Que reste-t-il de l’unité politique palestinienne ? Alors que la crise libanaise trouve un début de dénouement avec l’arrivé des casques bleus dans la partie sud du Liban et le retrait israélien, les observateurs internationaux vont de nouveau tourner leurs regards vers une Palestine en plein chaos économique et politique. Une lutte de pouvoir au sein de l’exécutif, opposition frontale entre le président de l’autorité et le gouvernement palestinien... le temps d’Arafat et de l’unité politique (de façade ou pas) face à l’adversaire israélien semble bien loin.
Ciment de l’identité politique palestinienne par le biais du Fath puis de l’OLP, Yasser Arafat laisse derrière lui un chaos profond, dont l’émergence était aisément perceptible à la fin de sa vie, depuis un jour de décembre 2001 et son confinement par l’armée israélienne à Ramallah, comme le rappelle le biographe Amnon Kapeliouk, dans « Arafat l’irréductible ».

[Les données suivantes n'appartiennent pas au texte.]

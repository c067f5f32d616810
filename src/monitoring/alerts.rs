//! Alert classification and throttling.

use std::collections::HashMap;
use std::time::Duration;

use tokio::time::Instant;

use crate::config::AlertCooldowns;
use crate::ws::Notification;

#[derive(Debug, Clone, Copy, PartialEq, Eq, Hash)]
pub enum AlertLevel {
    Horde,
    Warning,
    Few,
}

impl AlertLevel {
    /// Level for a detection count, if any.
    pub fn classify(count: u32) -> Option<Self> {
        match count {
            0 => None,
            1..=4 => Some(AlertLevel::Few),
            5..=9 => Some(AlertLevel::Warning),
            _ => Some(AlertLevel::Horde),
        }
    }

    pub fn as_str(&self) -> &'static str {
        match self {
            AlertLevel::Horde => "horde",
            AlertLevel::Warning => "warning",
            AlertLevel::Few => "few",
        }
    }

    pub fn cooldown(&self, cooldowns: &AlertCooldowns) -> Duration {
        match self {
            AlertLevel::Horde => cooldowns.horde(),
            AlertLevel::Warning => cooldowns.warning(),
            AlertLevel::Few => cooldowns.few(),
        }
    }

    pub fn notification(&self, count: u32) -> Notification {
        match self {
            AlertLevel::Horde => Notification::new(
                format!("Zombie horde detected: {count} zombies!"),
                "error",
            )
            .title("Danger")
            .importance("high"),
            AlertLevel::Warning => {
                Notification::new(format!("{count} zombies are approaching"), "warning")
                    .title("Warning")
                    .importance("high")
            }
            AlertLevel::Few => Notification::new(format!("{count} zombies nearby"), "info")
                .title("Zombie sighting"),
        }
    }

    /// Spoken line and its emotion preset.
    pub fn voice_line(&self, count: u32) -> (String, &'static str) {
        match self {
            AlertLevel::Horde => (
                format!("Danger! {count} zombies. Get out of there!"),
                "surprised",
            ),
            AlertLevel::Warning => (format!("Careful, {count} zombies are coming."), "worried"),
            AlertLevel::Few => (format!("I can see {count} zombies."), "gentle"),
        }
    }
}

/// Per-level cooldown tracking. Owned by the monitor loop.
#[derive(Debug, Default)]
pub struct AlertThrottle {
    last_fired: HashMap<AlertLevel, Instant>,
}

impl AlertThrottle {
    /// Record and allow the alert unless `level` fired within `cooldown`.
    pub fn should_fire(&mut self, level: AlertLevel, cooldown: Duration, now: Instant) -> bool {
        if let Some(last) = self.last_fired.get(&level) {
            if now.duration_since(*last) < cooldown {
                return false;
            }
        }
        self.last_fired.insert(level, now);
        true
    }
}
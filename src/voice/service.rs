//! Text-to-speech through the VOICEVOX engine.

use std::time::Duration;

use axum::body::Bytes;
use dashmap::mapref::entry::Entry;
use dashmap::DashMap;
use serde::Deserialize;
use serde_json::{json, Value};
use tokio::time::Instant;

use crate::config::SettingsHandle;
use crate::engine::{EngineError, VoicevoxClient};
use crate::observability::metrics;
use crate::voice::analyzer::{self, Analysis, Prosody};
use crate::voice::VoiceError;

const CONNECTION_CHECK_TIMEOUT: Duration = Duration::from_secs(2);

/// A synthesis request as accepted by the voice routes.
#[derive(Debug, Clone, Deserialize)]
pub struct SynthesisRequest {
    pub text: String,
    #[serde(default = "default_emotion")]
    pub emotion: String,
    #[serde(default = "default_speaker_id")]
    pub speaker_id: Option<u32>,
}

fn default_emotion() -> String {
    "normal".to_string()
}

fn default_speaker_id() -> Option<u32> {
    Some(8)
}

/// Voice synthesis and duplicate suppression.
pub struct VoiceService {
    client: VoicevoxClient,
    settings: SettingsHandle,
    recent: DashMap<String, (String, Instant)>,
}

impl VoiceService {
    pub fn new(client: VoicevoxClient, settings: SettingsHandle) -> Self {
        Self {
            client,
            settings,
            recent: DashMap::new(),
        }
    }

    /// Build a service from the current settings snapshot.
    pub fn from_settings(http: reqwest::Client, settings: SettingsHandle) -> Result<Self, VoiceError> {
        let client = VoicevoxClient::from_config(http, &settings.load().voicevox)?;
        tracing::debug!(host = %client.base_url(), "Voice service created");
        Ok(Self::new(client, settings))
    }

    /// Synthesize `request.text` to WAV.
    ///
    /// The emotion selects a prosody preset; the speaker falls back to the
    /// configured default.
    pub async fn synthesize(&self, request: &SynthesisRequest) -> Result<Bytes, VoiceError> {
        let text = request.text.trim();
        if text.is_empty() {
            return Err(VoiceError::EmptyText);
        }

        let settings = self.settings.load();
        let speaker = request.speaker_id.unwrap_or(settings.voicevox.speaker);
        let prosody = Prosody::from(settings.voice.preset(&request.emotion));

        let audio = self.render(text, speaker, &prosody).await?;
        tracing::info!(
            speaker,
            emotion = %request.emotion,
            bytes = audio.len(),
            "Synthesized speech"
        );
        Ok(audio)
    }

    /// Synthesize `text` with prosody chosen by the emotion analyzer.
    pub async fn synthesize_analyzed(
        &self,
        text: &str,
        speaker_id: Option<u32>,
    ) -> Result<(Bytes, Analysis), VoiceError> {
        let text = text.trim();
        if text.is_empty() {
            return Err(VoiceError::EmptyText);
        }

        let settings = self.settings.load();
        let speaker = speaker_id.unwrap_or(settings.voicevox.speaker);
        let analysis = analyzer::analyze(text, |emotion| settings.voice.preset(emotion));

        let audio = self.render(text, speaker, &analysis.parameters).await?;
        tracing::info!(
            speaker,
            emotion = analysis.emotion,
            bytes = audio.len(),
            "Synthesized analyzed speech"
        );
        Ok((audio, analysis))
    }

    async fn render(&self, text: &str, speaker: u32, prosody: &Prosody) -> Result<Bytes, EngineError> {
        let started = Instant::now();
        let result = async {
            let mut query = self.client.audio_query(text, speaker).await?;
            apply_prosody(&mut query, prosody);
            self.client.synthesis(&query, speaker).await
        }
        .await;
        metrics::record_synthesis(result.is_ok(), started.elapsed());
        result
    }

    /// Engine version, if reachable.
    pub async fn check_connection(&self) -> Result<String, VoiceError> {
        Ok(self.client.version(CONNECTION_CHECK_TIMEOUT).await?)
    }

    /// True if the same `message` of `kind` was seen within `cooldown`.
    /// Otherwise records it and returns false.
    pub fn is_duplicate(&self, kind: &str, message: &str, cooldown: Duration) -> bool {
        let now = Instant::now();
        // The entry holds the shard lock, so check and record are one step.
        match self.recent.entry(kind.to_string()) {
            Entry::Occupied(mut entry) => {
                let (last_message, seen_at) = entry.get();
                if last_message == message && now.duration_since(*seen_at) < cooldown {
                    tracing::debug!(kind, message, "Suppressed duplicate voice line");
                    return true;
                }
                entry.insert((message.to_string(), now));
            }
            Entry::Vacant(entry) => {
                entry.insert((message.to_string(), now));
            }
        }
        false
    }
}

/// Write prosody into an engine audio query.
pub fn apply_prosody(query: &mut Value, prosody: &Prosody) {
    if let Some(fields) = query.as_object_mut() {
        fields.insert("speedScale".to_string(), json!(prosody.speed_scale));
        fields.insert("pitchScale".to_string(), json!(prosody.pitch_scale));
        fields.insert("intonationScale".to_string(), json!(prosody.intonation_scale));
        fields.insert("volumeScale".to_string(), json!(prosody.volume_scale));
    }
}
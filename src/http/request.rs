//! Request identification.
//!
//! # Design Decisions
//! - Request ID is assigned by the outermost layer so every span carries it
//! - Incoming `x-request-id` headers are kept, not replaced

use axum::body::Body;
use axum::http::{HeaderName, Request};
use tracing::Span;

pub const X_REQUEST_ID: HeaderName = HeaderName::from_static("x-request-id");

/// Root span for one HTTP request.
pub fn request_span(request: &Request<Body>) -> Span {
    let request_id = request
        .headers()
        .get(&X_REQUEST_ID)
        .and_then(|value| value.to_str().ok())
        .unwrap_or("-");

    tracing::info_span!(
        "request",
        method = %request.method(),
        uri = %request.uri(),
        request_id
    )
}
//! Shutdown coordination.

use std::sync::atomic::{AtomicBool, Ordering};
use std::sync::Arc;

use tokio::sync::broadcast;

use crate::engine::EngineLauncher;
use crate::monitoring::MonitoringControl;
use crate::ws::ConnectionManager;

/// Coordinator for graceful shutdown.
///
/// Provides a broadcast channel that the server and the `/shutdown` route
/// share.
pub struct Shutdown {
    tx: broadcast::Sender<()>,
}

impl Shutdown {
    pub fn new() -> Self {
        let (tx, _) = broadcast::channel(1);
        Self { tx }
    }

    /// Subscribe to the shutdown signal.
    pub fn subscribe(&self) -> broadcast::Receiver<()> {
        self.tx.subscribe()
    }

    /// Trigger the shutdown signal.
    pub fn trigger(&self) {
        let _ = self.tx.send(());
    }

    /// Resolves once `trigger` has been called.
    pub async fn wait(mut rx: broadcast::Receiver<()>) {
        let _ = rx.recv().await;
    }
}

impl Default for Shutdown {
    fn default() -> Self {
        Self::new()
    }
}

/// Tears services down in reverse startup order.
pub struct ShutdownSequencer {
    done: AtomicBool,
    monitoring: Option<Arc<dyn MonitoringControl>>,
    connections: ConnectionManager,
    engine: Arc<dyn EngineLauncher>,
}

impl ShutdownSequencer {
    pub fn new(
        monitoring: Option<Arc<dyn MonitoringControl>>,
        connections: ConnectionManager,
        engine: Arc<dyn EngineLauncher>,
    ) -> Self {
        Self {
            done: AtomicBool::new(false),
            monitoring,
            connections,
            engine,
        }
    }

    /// Stop monitoring, close WebSocket clients, stop the engine.
    ///
    /// Errors are logged and do not interrupt later steps. Returns false if
    /// shutdown already ran.
    pub async fn run(&self) -> bool {
        if self.done.swap(true, Ordering::AcqRel) {
            tracing::debug!("Shutdown already performed");
            return false;
        }
        tracing::info!("Shutting down services");

        if let Some(monitoring) = &self.monitoring {
            match monitoring.stop_monitoring().await {
                Ok(()) => tracing::info!("Monitoring stopped"),
                Err(e) => tracing::error!(error = %e, "Failed to stop monitoring"),
            }
        }

        let closed = self.connections.close_all();
        tracing::info!(closed, "WebSocket connections closed");

        if let Err(e) = self.engine.shutdown().await {
            tracing::error!(error = %e, "Failed to stop voice engine");
        }

        tracing::info!("Shutdown complete");
        true
    }
}

#[cfg(test)]
mod tests {
    use super::*;
    use crate::lifecycle::testing::{count, SpyEngine, SpyMonitoring};

    #[tokio::test]
    async fn test_shutdown_runs_once() {
        let monitoring = Arc::new(SpyMonitoring::default());
        let engine = Arc::new(SpyEngine::ready_on(1));
        let connections = ConnectionManager::new();
        let (_id, mut rx) = connections.register();

        let sequencer = ShutdownSequencer::new(
            Some(monitoring.clone()),
            connections.clone(),
            engine.clone(),
        );

        assert!(sequencer.run().await);
        assert!(!sequencer.run().await);

        assert_eq!(count(&monitoring.stops), 1);
        assert_eq!(count(&engine.stops), 1);
        assert!(connections.is_empty());
        assert_eq!(rx.recv().await, None);
    }

    #[tokio::test]
    async fn test_shutdown_without_monitoring() {
        let engine = Arc::new(SpyEngine::never_ready());
        let sequencer = ShutdownSequencer::new(None, ConnectionManager::new(), engine.clone());

        assert!(sequencer.run().await);
        assert_eq!(count(&engine.stops), 1);
    }

    #[tokio::test]
    async fn test_trigger_wakes_subscribers() {
        let shutdown = Shutdown::new();
        let waiter = tokio::spawn(Shutdown::wait(shutdown.subscribe()));
        shutdown.trigger();
        waiter.await.unwrap();
    }
}
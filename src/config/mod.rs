//! Configuration management subsystem.
//!
//! # Data Flow
//! ```text
//! config file (TOML, optional)
//!     → loader.rs (parse, environment overrides)
//!     → validation.rs (semantic checks)
//!     → Settings (validated, immutable)
//!     → published through SettingsHandle to all subsystems
//!
//! On runtime edits (e.g. speaker change):
//!     → clone current snapshot, modify, atomic swap
//! ```
//!
//! # Design Decisions
//! - A snapshot is immutable once loaded; edits publish a new one
//! - All fields have defaults to allow minimal configs
//! - Validation separates syntactic (serde) from semantic checks

pub mod loader;
pub mod schema;
pub mod validation;

use std::sync::Arc;

use arc_swap::ArcSwap;

pub use loader::{ConfigError, FileSettingsSource, SettingsSource};
pub use schema::{
    AlertCooldowns, MonitoringConfig, ReadinessConfig, Settings, VoicePreset, VoicevoxConfig,
};

/// Shared, atomically swappable settings snapshot.
#[derive(Clone)]
pub struct SettingsHandle {
    inner: Arc<ArcSwap<Settings>>,
}

impl SettingsHandle {
    pub fn new(settings: Settings) -> Self {
        Self {
            inner: Arc::new(ArcSwap::from_pointee(settings)),
        }
    }

    /// Current snapshot.
    pub fn load(&self) -> Arc<Settings> {
        self.inner.load_full()
    }

    /// Replace the snapshot.
    pub fn store(&self, settings: Arc<Settings>) {
        self.inner.store(settings);
    }

    /// Publish a modified copy of the current snapshot.
    pub fn update<F>(&self, f: F)
    where
        F: Fn(&mut Settings),
    {
        self.inner.rcu(|current| {
            let mut next = Settings::clone(current);
            f(&mut next);
            next
        });
    }
}

impl Default for SettingsHandle {
    fn default() -> Self {
        Self::new(Settings::default())
    }
}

Ouvrage prétexte pour évoquer 50 années de lutte et d’essor politique palestinien, « Arafat l’irréductible » est aussi celui d’une rencontre entre deux hommes. Kapeliouk, journaliste indépendant, collaborateur au « Monde » et au « Monde Diplomatique », et Muhammad Abd ar-Rahman Abd ar-Raouf Arafat al-Qoudwaal-Husseini, dit Yasser Arafat, premier président de l’Autorité Palestinienne.
L’admiration de l’auteur pour son sujet comme un fil conducteur de son récit pourra sans doute agacer le lecteur plus critique vis à vis du leader palestinien et de ses parts d’ombres. En particulier le passage qui ouvre la biographie sur l’ « invulnérabilité légendaire » du leader de l’OLP, doté d’ « un sixième sens animal devant le danger » selon son « compagnon de route », Muhammad Soubeith, et qui dit-on a échappé à plusieurs dizaines d’attentats
Derrière se portait un peu trop héroïque se dégage cependant au fil des pages le chemin sinueux d’une démarche politique complexe et souvent cohérente, d’un grand pragmatisme et surtout d’une combativité à toute épreuve, à l’image de la capacité d’Arafat à survivre à tous les contextes politiques, à toutes les organisations, toutes les guerres, tous les gouvernements israéliens.
En plus d’un récit historique rigoureux et passionnant, « Arafat l’irréductible » constitue par là même une sorte de manuel de la construction politique au Proche-Orient, de l’immédiat après-guerre à la chute du mur, en passant par l’émergence du mouvement des non-alignés. Un ouvrage bien écrit, intelligemment composé et au final précieux, à l’heure où la désagrégation politique de la région brouille les repères et gagne les comités centraux d’organisations politiques que l’on croyait immuables un temps pas si lointain.